Senin, 28 Januari 2013

And Then There Were More (ATTWM): Kisah Pembunuhan Ribuan Tahun Lalu

Sebenarnya banyak sih novel Agatha Christie yang saya suka. Salah satunya Death Comes As The End yang pertamakali saya baca ketika SD (Lebih dari dua dekade yang lalu).

Death Comes As The End berlatarbelakang Mesir ribuan tahun lalu di mana sungai Nil masih dilintasi kapal-kapal yang membawa barang untuk berdagang. Janda muda beranak satu Renisenb kembali rumah keluarga besarnya.

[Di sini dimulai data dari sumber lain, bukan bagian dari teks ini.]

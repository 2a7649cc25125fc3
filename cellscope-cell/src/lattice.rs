//! Lattice classification from cell parameters.

use cellscope_core::{LatticeLabel, LatticeType, UniqueAxis};

#[cfg(feature = "serde")]
use serde::{Deserialize, Serialize};

/// Tolerances for comparing cell parameters.
#[derive(Debug, Clone, Copy, PartialEq)]
#[cfg_attr(feature = "serde", derive(Serialize, Deserialize))]
pub struct LatticeTolerances {
    /// Absolute tolerance in degrees for angle comparisons.
    pub angle: f64,
    /// Relative tolerance for length comparisons.
    pub length: f64,
}

impl Default for LatticeTolerances {
    fn default() -> Self {
        Self {
            angle: 0.3,
            length: 0.01,
        }
    }
}

impl LatticeTolerances {
    fn angle_is(&self, angle: f64, target: f64) -> bool {
        (angle - target).abs() < self.angle
    }

    fn lengths_equal(&self, x: f64, y: f64) -> bool {
        (x - y).abs() < self.length * x.abs().max(y.abs())
    }
}

/// Classifies a cell `[a, b, c, alfa, beta, gamma]` into a lattice type and
/// unique axis.
#[must_use]
pub fn classify_lattice(cell: [f64; 6], tol: LatticeTolerances) -> LatticeLabel {
    let [a, b, c, alfa, beta, gamma] = cell;
    let right = |angle| tol.angle_is(angle, 90.0);
    let hex = |angle| tol.angle_is(angle, 120.0);

    let ab = tol.lengths_equal(a, b);
    let bc = tol.lengths_equal(b, c);
    let ac = tol.lengths_equal(a, c);

    let (lattice_type, unique_axis) = if right(alfa) && right(beta) && right(gamma) {
        if ab && bc && ac {
            (LatticeType::Cubic, UniqueAxis::None)
        } else if ab {
            (LatticeType::Tetragonal, UniqueAxis::C)
        } else if bc {
            (LatticeType::Tetragonal, UniqueAxis::A)
        } else if ac {
            (LatticeType::Tetragonal, UniqueAxis::B)
        } else {
            (LatticeType::Orthorhombic, UniqueAxis::None)
        }
    } else if right(alfa) && right(beta) && hex(gamma) {
        (LatticeType::Hexagonal, UniqueAxis::C)
    } else if hex(alfa) && right(beta) && right(gamma) {
        (LatticeType::Hexagonal, UniqueAxis::A)
    } else if right(alfa) && hex(beta) && right(gamma) {
        (LatticeType::Hexagonal, UniqueAxis::B)
    } else if right(alfa) && right(beta) {
        (LatticeType::Monoclinic, UniqueAxis::C)
    } else if right(alfa) && right(gamma) {
        (LatticeType::Monoclinic, UniqueAxis::B)
    } else if right(beta) && right(gamma) {
        (LatticeType::Monoclinic, UniqueAxis::A)
    } else if tol.angle_is(alfa, beta)
        && tol.angle_is(beta, gamma)
        && tol.angle_is(alfa, gamma)
        && ab
        && bc
        && ac
    {
        (LatticeType::Rhombohedral, UniqueAxis::None)
    } else {
        (LatticeType::Triclinic, UniqueAxis::None)
    };

    LatticeLabel::new(lattice_type, unique_axis)
}

#[cfg(test)]
mod tests {
    use super::*;

    fn classify(cell: [f64; 6]) -> (LatticeType, UniqueAxis) {
        let label = classify_lattice(cell, LatticeTolerances::default());
        (label.lattice_type, label.unique_axis)
    }

    #[test]
    fn test_cubic() {
        assert_eq!(
            classify([5.0, 5.0, 5.0, 90.0, 90.0, 90.0]),
            (LatticeType::Cubic, UniqueAxis::None)
        );
        // Within 1% and 0.3°.
        assert_eq!(
            classify([5.0, 5.03, 4.99, 90.2, 89.8, 90.0]),
            (LatticeType::Cubic, UniqueAxis::None)
        );
    }

    #[test]
    fn test_tetragonal_unique_axis() {
        assert_eq!(
            classify([79.0, 79.0, 38.0, 90.0, 90.0, 90.0]),
            (LatticeType::Tetragonal, UniqueAxis::C)
        );
        assert_eq!(
            classify([38.0, 79.0, 79.0, 90.0, 90.0, 90.0]),
            (LatticeType::Tetragonal, UniqueAxis::A)
        );
        assert_eq!(
            classify([79.0, 38.0, 79.0, 90.0, 90.0, 90.0]),
            (LatticeType::Tetragonal, UniqueAxis::B)
        );
    }

    #[test]
    fn test_orthorhombic() {
        assert_eq!(
            classify([40.0, 50.0, 60.0, 90.0, 90.0, 90.0]),
            (LatticeType::Orthorhombic, UniqueAxis::None)
        );
    }

    #[test]
    fn test_hexagonal() {
        assert_eq!(
            classify([5.0, 5.0, 7.0, 90.0, 90.0, 120.0]),
            (LatticeType::Hexagonal, UniqueAxis::C)
        );
        assert_eq!(
            classify([7.0, 5.0, 5.0, 120.0, 90.0, 90.0]),
            (LatticeType::Hexagonal, UniqueAxis::A)
        );
        assert_eq!(
            classify([5.0, 7.0, 5.0, 90.0, 120.1, 90.0]),
            (LatticeType::Hexagonal, UniqueAxis::B)
        );
    }

    #[test]
    fn test_monoclinic() {
        assert_eq!(
            classify([5.0, 6.0, 7.0, 90.0, 90.0, 95.0]),
            (LatticeType::Monoclinic, UniqueAxis::C)
        );
        assert_eq!(
            classify([5.0, 6.0, 7.0, 90.0, 104.5, 90.0]),
            (LatticeType::Monoclinic, UniqueAxis::B)
        );
        assert_eq!(
            classify([5.0, 6.0, 7.0, 97.0, 90.0, 90.0]),
            (LatticeType::Monoclinic, UniqueAxis::A)
        );
        // One degree off is outside the angle tolerance.
        assert_ne!(
            classify([5.0, 6.0, 7.0, 91.0, 89.0, 90.0]).0,
            LatticeType::Monoclinic
        );
    }

    #[test]
    fn test_rhombohedral_and_triclinic() {
        assert_eq!(
            classify([5.0, 5.0, 5.0, 80.0, 80.1, 79.9]),
            (LatticeType::Rhombohedral, UniqueAxis::None)
        );
        assert_eq!(
            classify([5.0, 6.0, 5.0, 80.0, 80.0, 80.0]),
            (LatticeType::Triclinic, UniqueAxis::None)
        );
        assert_eq!(
            classify([5.0, 6.0, 7.0, 91.0, 89.0, 90.0]),
            (LatticeType::Triclinic, UniqueAxis::None)
        );
    }
}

Ketenangan di rumah Renisenb terusik saat sang ayah Imhotep pulang membawa selir cantik Nofret. Nofret sendiri tidak sengaja mengintimidasi ketiga putra Imhotep sekaligus istri-istri mereka. Satipy dan Kait yang merupakan istri Yahmose dan Sobek sengaja mengganggu Nofret. Namun Nofret mengadukan perbuatan mereka sehingga Imhotep mengancam mengusir ketiga anak lelaki dan keluarga mereka dari rumahnya.

Secara tidak langsung Nofret menandatangani surat kematiannya, terbukti suatu hari ia ditemukan mati di kaki jurang. Dewa maut nampak meneror keluarga Imhotep. Satipy meloncat ke jurang, minuman Yahmose dan Sobek diracun sehingga menewaskan Sobek, dan pelayan yang mengaku melihat hantu Nofret juga ditemukan mati keracunan.

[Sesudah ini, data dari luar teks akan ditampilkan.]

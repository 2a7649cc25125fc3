//! cellscope-core: Core types for detector geometry and crystal populations.
//!
//! This crate provides the shared data model used by the detector composer
//! and the unit-cell explorer: panel and bad-region geometry, peak records,
//! crystals with their cell parameters, and the consensus unit cell.
//!

pub mod crystal;
pub mod error;
pub mod geometry;
pub mod peak;
pub mod unit_cell;

pub use crystal::{CellParameter, Centering, Crystal, LatticeLabel, LatticeType, UniqueAxis};
pub use error::{Error, GeometryError, Result};
pub use geometry::{BadRegion, DetectorGeometry, PanelGeometry};
pub use peak::{PeakKind, PeakRecord};
pub use unit_cell::UnitCell;
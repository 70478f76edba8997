//! Report the combined line count of two user-list files.
//!
//! A standalone diagnostic: it shares nothing with the preprocessing
//! pipeline beyond living in the same repository.
extern crate failure;
#[macro_use]
extern crate structopt;

use std::fs::File;
use std::io::{BufRead, BufReader};
use std::path::{Path, PathBuf};
use std::process;

use structopt::StructOpt;

#[derive(Debug, StructOpt)]
#[structopt(
    name = "count_users",
    about = "Report the combined line count of two user-list files."
)]
struct Opt {
    /// Training user-list file.
    #[structopt(long = "train-users", parse(from_os_str))]
    train_users: PathBuf,

    /// Test user-list file.
    #[structopt(long = "test-users", parse(from_os_str))]
    test_users: PathBuf,
}

fn count_lines(path: &Path) -> Result<usize, failure::Error> {
    let reader = BufReader::new(File::open(path)?);

    let mut count = 0;
    for line in reader.lines() {
        line?;
        count += 1;
    }

    Ok(count)
}

fn main() {
    let opt = Opt::from_args();

    let counted = count_lines(&opt.train_users)
        .and_then(|train| Ok(train + count_lines(&opt.test_users)?));

    match counted {
        Ok(total) => println!("Users count: {}", total),
        Err(error) => {
            eprintln!("count failed: {}", error);
            process::exit(1);
        }
    }
}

Renisenb, nenek Esa, serta Hori yang merupakan sahabat lama keluarga Renisenb menyelidiki kematian-kematian mencurigakan ini. Nenek Esa yang mencuriga seseorang sengaja memancing dengan menceploskan petunjuk kematian Satipy. Sang pelaku yang merasa terancam pun menghabisi nenek Esa dengan meracuni selimut bulu yang dipakainya.

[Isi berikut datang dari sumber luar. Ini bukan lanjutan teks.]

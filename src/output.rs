//! The preprocessed dataset artifact and its serialization.
use std::collections::HashMap;
use std::fs::{create_dir_all, remove_file, rename, File};
use std::io::{BufReader, BufWriter, Write};
use std::path::Path;

use bincode;
use failure;

use {ItemId, ProcessingError, UserId};

/// The write-once artifact consumed by downstream model training.
#[derive(Clone, Debug, Serialize, Deserialize)]
pub struct ProcessedDataset {
    /// Number of distinct users.
    pub user_size: usize,
    /// Number of distinct items.
    pub item_size: usize,
    /// Forward mapping from raw user identifiers to dense indices.
    pub user_mapping: HashMap<String, UserId>,
    /// Forward mapping from raw item identifiers to dense indices.
    pub item_mapping: HashMap<String, ItemId>,
    /// Per-user train item lists, indexed by dense user index.
    pub train_user_list: Vec<Vec<ItemId>>,
    /// Per-user test item lists, indexed by dense user index.
    pub test_user_list: Vec<Vec<ItemId>>,
    /// Flattened `(user, item)` training pairs.
    pub train_pair: Vec<(UserId, ItemId)>,
}

impl ProcessedDataset {
    /// Persist the artifact to `path`, creating parent directories as
    /// needed.
    ///
    /// The artifact is encoded to a temporary file next to the target
    /// and renamed into place, so a failed run never leaves a partial
    /// artifact behind.
    pub fn save(&self, path: &Path) -> Result<(), failure::Error> {
        if let Some(parent) = path.parent() {
            if !parent.as_os_str().is_empty() {
                create_dir_all(parent).map_err(|e| write_error(&e))?;
            }
        }

        let temp_path = path.with_extension("tmp");

        if let Err(error) = write_to(&temp_path, self) {
            let _ = remove_file(&temp_path);
            return Err(error);
        }

        if let Err(error) = rename(&temp_path, path) {
            let _ = remove_file(&temp_path);
            return Err(write_error(&error));
        }

        Ok(())
    }

    /// Read an artifact back from `path`.
    pub fn load(path: &Path) -> Result<Self, failure::Error> {
        let file = File::open(path)?;
        let reader = BufReader::new(file);

        let dataset = bincode::deserialize_from(reader)?;

        Ok(dataset)
    }
}

fn write_to(path: &Path, dataset: &ProcessedDataset) -> Result<(), failure::Error> {
    let file = File::create(path).map_err(|e| write_error(&e))?;
    let mut writer = BufWriter::new(file);

    bincode::serialize_into(&mut writer, dataset).map_err(|e| write_error(&e))?;
    writer.flush().map_err(|e| write_error(&e))?;

    Ok(())
}

fn write_error<E: ::std::fmt::Display>(error: &E) -> failure::Error {
    ProcessingError::WriteError(error.to_string()).into()
}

Ketika merenungi kematian di sekelilingnya, Renisenb mendengar langkah kaki. Saat menengok ke belakang, yang dilihatnya adalah sosok familiar namun dengan tatapan kebencian tertuju kepadanya. Renisenb sadar nyawanya kini ada di ujung tanduk....

Jika dibandingkan dengan kasus-kasus Agatha lainnya memang sih Death Comes As The End tergolong 'biasa'. Namun tetap menarik perhatian saya karena pada masa itu belum dikenal DNA, sidik jari, dan olah TKP sehingga sulit menemukan bukti fisik untuk menjerat pelaku. Hori dan Esa hanya mengandalkan intuisi, logika, dan psikologi dalam mencari siapa si pembunuh sebenarnya.